//! # codecull-rs: Source-Corpus Curation Engine
//!
//! Curates large, deduplicated corpora of source-code text files for
//! language-model training. Given a root directory (or a cached path
//! snapshot) it enumerates candidate files, rejects files that are not
//! coherent text, rejects files outside configured size/token bounds,
//! eliminates duplicate content across the corpus, and reports
//! corpus-level statistics.
//!
//! ## Pipeline
//!
//! ```text
//! Enumerator → Encoding Validator → Size/Token Filter
//!     → [optional snapshot cache] → Deduplicator → Reporter
//! ```
//!
//! Every stage transforms an ordered [`PathSet`](core::paths::PathSet)
//! into an order-preserving subsequence of it. Per-file work is
//! parallel (rayon), merges are sequential and deterministic, so two
//! runs over the same tree produce byte-identical output.
//!
//! ## Quick Start
//!
//! ```rust,no_run
//! use codecull_rs::core::config::CurationConfig;
//! use codecull_rs::core::pipeline::{curate, InputSelector};
//!
//! fn main() -> Result<(), Box<dyn std::error::Error>> {
//!     let config = CurationConfig {
//!         deduplicate: true,
//!         print_stats: true,
//!         ..Default::default()
//!     };
//!
//!     let outcome = curate(&InputSelector::from_path("./corpus"), &config)?;
//!     println!("{} files survive curation", outcome.paths.len());
//!     Ok(())
//! }
//! ```
//!
//! Tokenization, model construction and the training loop are external
//! collaborators: they consume the curated path set (or the lazy
//! [`TextRecords`](io::records::TextRecords) stream) and nothing else.

#![warn(missing_docs)]
#![warn(unsafe_code)]

/// Core curation algorithms and data structures.
pub mod core {
    pub mod config;
    pub mod errors;
    pub mod paths;
    pub mod pipeline;
}

/// Snapshot persistence and the downstream record handoff.
pub mod io {
    pub mod cache;
    pub mod records;
}

pub use crate::core::config::CurationConfig;
pub use crate::core::errors::{CullError, Result};
pub use crate::core::paths::PathSet;
pub use crate::core::pipeline::{
    curate, CancelToken, CorpusStats, CurationOutcome, CurationPipeline, InputSelector,
};
pub use crate::io::records::{LmTask, TextRecord, TextRecords};
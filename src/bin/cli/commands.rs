//! Command implementations for the codecull CLI.

use std::fs;
use std::io::Write;

use anyhow::{bail, Context};
use tracing::info;

use codecull_rs::core::pipeline::{CurationPipeline, InputSelector};
use codecull_rs::CurationConfig;

use super::args::{CurateArgs, InitConfigArgs, ValidateConfigArgs};
use super::output;

/// Run the curation pipeline and emit the curated path list.
pub fn curate_command(args: CurateArgs) -> anyhow::Result<()> {
    let config = build_config(&args)?;

    if !args.input.exists() {
        bail!("Input path '{}' does not exist", args.input.display());
    }
    let input = InputSelector::from_path(&args.input);

    info!("Curating corpus from '{}'", args.input.display());
    let pipeline = CurationPipeline::new(config)?;
    let outcome = pipeline.run(&input)?;

    match &args.out {
        Some(path) => {
            let mut file = fs::File::create(path)
                .with_context(|| format!("Failed to create '{}'", path.display()))?;
            for p in &outcome.paths {
                writeln!(file, "{}", p.display())?;
            }
            info!(
                "Wrote {} curated paths to '{}'",
                outcome.paths.len(),
                path.display()
            );
        }
        None => output::print_path_list(&outcome.paths)?,
    }

    output::print_summary(&outcome, args.lm_task);
    Ok(())
}

/// Merge YAML config (when given) with CLI flag overrides.
fn build_config(args: &CurateArgs) -> anyhow::Result<CurationConfig> {
    let mut config = match &args.config {
        Some(path) => CurationConfig::from_yaml_file(path)
            .with_context(|| format!("Failed to load config '{}'", path.display()))?,
        None => CurationConfig::default(),
    };

    config.deduplicate |= args.deduplicate;
    config.print_stats |= args.stats;
    if let Some(cache_output) = &args.cache_output {
        config.cache_output = Some(cache_output.clone());
    }
    if let Some(max_size_bytes) = args.max_size_bytes {
        config.max_size_bytes = max_size_bytes;
    }
    if let Some(min_tokens) = args.min_tokens {
        config.min_tokens = min_tokens;
    }
    config
        .include_patterns
        .extend(args.include_patterns.iter().cloned());
    config
        .exclude_patterns
        .extend(args.exclude_patterns.iter().cloned());
    if let Some(jobs) = args.jobs {
        config.jobs = jobs;
    }

    config.validate()?;
    Ok(config)
}

/// Print the default configuration as YAML.
pub fn print_default_config() -> anyhow::Result<()> {
    let yaml = serde_yaml::to_string(&CurationConfig::default())?;
    println!("{yaml}");
    Ok(())
}

/// Write a default configuration file.
pub fn init_config(args: InitConfigArgs) -> anyhow::Result<()> {
    if args.output.exists() && !args.force {
        bail!(
            "'{}' already exists (use --force to overwrite)",
            args.output.display()
        );
    }
    CurationConfig::default().to_yaml_file(&args.output)?;
    println!("Wrote default configuration to '{}'", args.output.display());
    Ok(())
}

/// Validate a configuration file, reporting the first problem found.
pub fn validate_config(args: ValidateConfigArgs) -> anyhow::Result<()> {
    let config = CurationConfig::from_yaml_file(&args.config)
        .with_context(|| format!("Configuration '{}' is invalid", args.config.display()))?;
    config.validate()?;
    println!("Configuration '{}' is valid", args.config.display());
    Ok(())
}

#[cfg(test)]
mod tests {
    use super::*;
    use codecull_rs::LmTask;
    use std::path::PathBuf;

    fn bare_args(config: Option<PathBuf>) -> CurateArgs {
        CurateArgs {
            input: PathBuf::from("corpus"),
            config,
            deduplicate: false,
            stats: false,
            cache_output: None,
            max_size_bytes: None,
            min_tokens: None,
            include_patterns: Vec::new(),
            exclude_patterns: Vec::new(),
            jobs: None,
            out: None,
            lm_task: LmTask::Causal,
        }
    }

    #[test]
    fn yaml_settings_survive_unset_flags() {
        let dir = tempfile::tempdir().unwrap();
        let config_path = dir.path().join("codecull.yml");
        std::fs::write(
            &config_path,
            "jobs: 4\ndeduplicate: true\nmin_tokens: 30\n",
        )
        .unwrap();

        let config = build_config(&bare_args(Some(config_path))).unwrap();
        assert_eq!(config.jobs, 4);
        assert!(config.deduplicate);
        assert_eq!(config.min_tokens, 30);
    }

    #[test]
    fn flags_override_yaml_when_given() {
        let dir = tempfile::tempdir().unwrap();
        let config_path = dir.path().join("codecull.yml");
        std::fs::write(&config_path, "jobs: 4\nmin_tokens: 30\n").unwrap();

        let mut args = bare_args(Some(config_path));
        args.jobs = Some(2);
        args.min_tokens = Some(5);

        let config = build_config(&args).unwrap();
        assert_eq!(config.jobs, 2);
        assert_eq!(config.min_tokens, 5);
    }
}
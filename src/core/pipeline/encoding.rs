//! Encoding validation stage.
//!
//! Retains only files whose content decodes as well-formed UTF-8. This
//! is a pass/fail filter, not a materializer: each file's bytes are
//! read, checked and discarded, so peak memory stays bounded by the
//! largest single file regardless of corpus size.

use std::fs;
use std::path::Path;

use rayon::prelude::*;
use tracing::{debug, info};

use crate::core::errors::CullError;
use crate::core::paths::PathSet;
use crate::core::pipeline::CancelToken;

/// Filter `paths` down to files that decode cleanly as UTF-8.
///
/// Verdicts are computed in parallel and reassembled in input order, so
/// the output is always an order-preserving subsequence of the input.
/// A decode failure (or a read failure at this stage) drops exactly
/// that file; it is never a pipeline-fatal error.
///
/// Once `cancel` fires, remaining files are skipped without being read;
/// the caller discards the partial result.
pub fn filter_valid_encoding(paths: &PathSet, cancel: &CancelToken) -> PathSet {
    let verdicts: Vec<bool> = paths
        .as_slice()
        .par_iter()
        .map(|path| !cancel.is_cancelled() && decodes_as_utf8(path))
        .collect();

    let kept = paths.retain_by_mask(&verdicts);
    info!(
        "Encoding filter kept {} of {} files",
        kept.len(),
        paths.len()
    );
    kept
}

fn decodes_as_utf8(path: &Path) -> bool {
    match fs::read(path) {
        Ok(bytes) => match std::str::from_utf8(&bytes) {
            Ok(_) => true,
            Err(_) => {
                debug!(
                    "{}",
                    CullError::Decode {
                        path: path.to_path_buf()
                    }
                );
                false
            }
        },
        Err(err) => {
            debug!("Unreadable during encoding check, dropping: {} ({err})", path.display());
            false
        }
    }
}
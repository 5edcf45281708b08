//! Lazy text-record handoff to downstream dataset loaders.
//!
//! The curated path set is consumed by an external tokenizer/training
//! stack; this module is the boundary. [`TextRecords`] yields one
//! decoded document per surviving file, in path-set order, reading
//! lazily so the corpus is never materialized in memory. The iterator
//! is finite, single-pass and not restartable.

use std::fs;
use std::path::PathBuf;

use clap::ValueEnum;
use serde::{Deserialize, Serialize};
use tracing::warn;

use crate::core::paths::PathSet;

/// One decoded training document.
#[derive(Debug, Clone, PartialEq, Eq)]
pub struct TextRecord {
    /// Where the document came from.
    pub path: PathBuf,
    /// Full decoded content.
    pub text: String,
}

/// Language-model training objective selected by the downstream
/// collaborator.
///
/// A closed variant rather than a task-name string: a misspelled task
/// cannot type-check, where string dispatch would silently select
/// nothing.
#[derive(Debug, Clone, Copy, PartialEq, Eq, Serialize, Deserialize, ValueEnum)]
#[serde(rename_all = "lowercase")]
pub enum LmTask {
    /// Causal (autoregressive) language modeling.
    Causal,
    /// Masked language modeling.
    Masked,
}

/// Streaming iterator over the decoded contents of a path set.
///
/// Files that became unreadable after curation are skipped with a
/// warning; the downstream consumer sees only complete records.
pub struct TextRecords {
    paths: std::vec::IntoIter<PathBuf>,
}

impl TextRecords {
    /// Create a record stream over `paths`.
    pub fn new(paths: PathSet) -> Self {
        Self {
            paths: paths.into_vec().into_iter(),
        }
    }
}

impl Iterator for TextRecords {
    type Item = TextRecord;

    fn next(&mut self) -> Option<TextRecord> {
        for path in self.paths.by_ref() {
            match fs::read_to_string(&path) {
                Ok(text) => return Some(TextRecord { path, text }),
                Err(err) => {
                    warn!("Skipping unreadable record: {} ({err})", path.display());
                }
            }
        }
        None
    }
}
//! Content-based deduplication stage.
//!
//! Fingerprints every file with blake3 and keeps only the first file
//! seen for each distinct digest. Fingerprints are a pure function of
//! file content; path, metadata and modification time play no part, so
//! identical content is detected wherever it lives.
//!
//! Fingerprints are computed in parallel, but the winner for each
//! digest is decided by a single sequential scan in enumeration order.
//! That scan is the pipeline's one serialization point and is what
//! guarantees the first-occurrence-wins tie-break exactly, regardless
//! of how the parallel hashing was scheduled.
//!
//! Memory cost is O(number of distinct fingerprints): digests are 32
//! bytes each, independent of file length.

use std::fs::File;
use std::io::{self, Read};
use std::path::Path;

use ahash::AHashSet;
use rayon::prelude::*;
use tracing::{info, warn};

use crate::core::errors::CullError;
use crate::core::paths::PathSet;
use crate::core::pipeline::CancelToken;

/// Fixed-size content digest used to detect duplicate file content.
pub type Fingerprint = [u8; 32];

const HASH_BUF_SIZE: usize = 64 * 1024;

/// Drop every file whose content duplicates an earlier-seen file.
///
/// Files that cannot be read during fingerprinting are dropped with a
/// warning rather than aborting the pass; the file may have vanished
/// between filtering and deduplication on a live filesystem.
///
/// Once `cancel` fires, remaining files are skipped without being
/// hashed; the caller discards the partial result.
pub fn filter_duplicates(paths: &PathSet, cancel: &CancelToken) -> PathSet {
    let fingerprints: Vec<Option<Fingerprint>> = paths
        .as_slice()
        .par_iter()
        .map(|path| {
            if cancel.is_cancelled() {
                return None;
            }
            match fingerprint_file(path) {
                Ok(digest) => Some(digest),
                Err(err) => {
                    warn!("{}", CullError::fingerprint_read(path, &err));
                    None
                }
            }
        })
        .collect();

    // Sequential in-order merge: first occurrence of a digest wins.
    let mut seen: AHashSet<Fingerprint> = AHashSet::new();
    let verdicts: Vec<bool> = fingerprints
        .iter()
        .map(|digest| match digest {
            Some(digest) => seen.insert(*digest),
            None => false,
        })
        .collect();

    let kept = paths.retain_by_mask(&verdicts);
    info!(
        "Deduplication kept {} of {} files ({} distinct fingerprints)",
        kept.len(),
        paths.len(),
        seen.len()
    );
    kept
}

/// Hash a file's full contents in streaming fashion.
fn fingerprint_file(path: &Path) -> io::Result<Fingerprint> {
    let mut file = File::open(path)?;
    let mut hasher = blake3::Hasher::new();
    let mut buf = [0u8; HASH_BUF_SIZE];

    loop {
        let n = file.read(&mut buf)?;
        if n == 0 {
            break;
        }
        hasher.update(&buf[..n]);
    }

    Ok(*hasher.finalize().as_bytes())
}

■ **What to do**
In the data shown above, how many lines hold the string "tracing"? The answer is the number alone.

■ **Written response**
4